I have just got a UK sourced, (I am in England), Dataman 150 MHz digital USB oscilloscope I am trying to use it for some automotive diagnostics. I have been trying to view a single fuel injector waveform, both from a voltage and current perspective. I *THINK* it has finally dawned on me what I am doing wrong, but would like comments please. I am initially trying to capture the current waveform by using a low amperage clamp around one of the injector leads, the signal lead. All six injectors have a permanent 12 volt supply, they are fired by the ECU grounding them for the required pulse time, in firing order. I have my clamp on the number one cylinder injector. I couldn't get a trace this afternoon, only noise. I have been pondering what I am doing wrong and have hooked up my USB scope to an old signal generator I have. The engine is an inline six cylinder Volvo idling at say, for simplicity, 1000 RPM. So that's about 16.6 revs per second. Each injector is fired sequentially, once every four turns of the engine, so *ONE* of the six is fired about 4.2 times a second at idle of 1000 RPM. The number one injector is therefore only fired about once every .7 of a second.
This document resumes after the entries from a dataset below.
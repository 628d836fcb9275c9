/// How unicast listeners are bound.
#[derive(Debug, Clone, Copy, Default, PartialEq, Eq)]
pub enum ListenMode {
    /// One wildcard socket shared by every interface.
    #[default]
    Global,
    /// One socket per local IPv4 address.
    PerInterface,
}

#[derive(Debug, Clone, PartialEq, Eq)]
pub struct Config {
    pub listen_mode: ListenMode,
    /// Port for the global listener. `0` picks a random free port.
    pub global_port: u16,
    /// Joins the protocol's multicast group when it declares one.
    ///
    /// Does not stop unicast replies from being received.
    pub multicast: bool,
    /// Hosts probed per subnet during an active scan.
    pub host_cap: usize,
    pub recv_buffer_size: usize,
}

impl Default for Config {
    fn default() -> Self {
        Self {
            listen_mode: ListenMode::Global,
            global_port: 0,
            multicast: true,
            host_cap: 254,
            recv_buffer_size: 9000,
        }
    }
}
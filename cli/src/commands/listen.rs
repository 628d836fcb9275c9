use std::net::SocketAddr;
use std::sync::Arc;
use std::sync::atomic::{AtomicUsize, Ordering};
use std::time::Duration;

use anyhow::Context;
use colored::*;
use sweepr_common::config::Config;
use sweepr_core::{Engine, Mdns};
use sweepr_protocols::mdns::Message;
use tracing::info;

use crate::terminal::{colors, print, spinner::Spinner};

pub async fn listen(seconds: u64) -> anyhow::Result<()> {
    let mdns: Mdns = Mdns::new().context("building the mDNS probe")?;
    let config: Config = Config {
        multicast: true,
        ..Config::default()
    };
    let engine: Engine<Mdns> = Engine::with_config(mdns, config)?;

    let seen: Arc<AtomicUsize> = Arc::new(AtomicUsize::new(0));
    let counter: Arc<AtomicUsize> = seen.clone();
    engine.protocol().on_message(move |from: SocketAddr, message: &Message| {
        counter.fetch_add(1, Ordering::Relaxed);
        for answer in &message.answers {
            print::print_status(format!(
                "{} {}",
                from.ip().to_string().color(colors::IPV4_ADDR),
                answer
            ));
        }
    });

    engine
        .start_multicast(Mdns::group())
        .context("joining the mDNS group")?;

    let spinner: Spinner = Spinner::start(format!("Listening for {seconds}s, Ctrl-C to stop"));
    tokio::select! {
        _ = tokio::time::sleep(Duration::from_secs(seconds)) => {}
        _ = tokio::signal::ctrl_c() => info!("Interrupted"),
    }
    drop(spinner);

    engine.shutdown().await;
    print::fat_separator();
    print::print_status(format!(
        "{} mDNS message(s) received",
        seen.load(Ordering::Relaxed).to_string().green().bold()
    ));
    Ok(())
}
pub mod dns;
pub mod mdns;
That, digitally, is quite slow? I think I have been trying to use too fast a time base and what I thought was a signal was probably just noise. I had been playing with a time base figure in the region of 8KS/sec to 2MS/sec, which I now think was way too fast. When I set my signal generator to output a sine wave at about 4Hz I had to set the USB scope to its slowest time base of 400 samples a second. But then a capture only occurred after waiting a few seconds. Is this to be expected with a digital storage scope? Or am I doing something wrong with the setup? For anyone interested in the spec of this USB scope it's at http://www.dataman.com/oscilloscopes/usb-oscilloscopes/dataman-526-150-mhz-usb-oscilloscope.html

I have a very basic single channel 20 MHz analogue scope, so I tried that connected to the signal generator, and at anything under about 5 Hz the display pattern was broken up and discontinuous. As an aside is that why an analogue scope is not very good for these sorts of measurements? Or is this where adjustable persistence is needed to view an unbroken trace?

Thanks, hope everyone has a healthy and prosperous New Year.
« Last Edit: January 01, 2012, 10:31:30 pm by Chris Wilson »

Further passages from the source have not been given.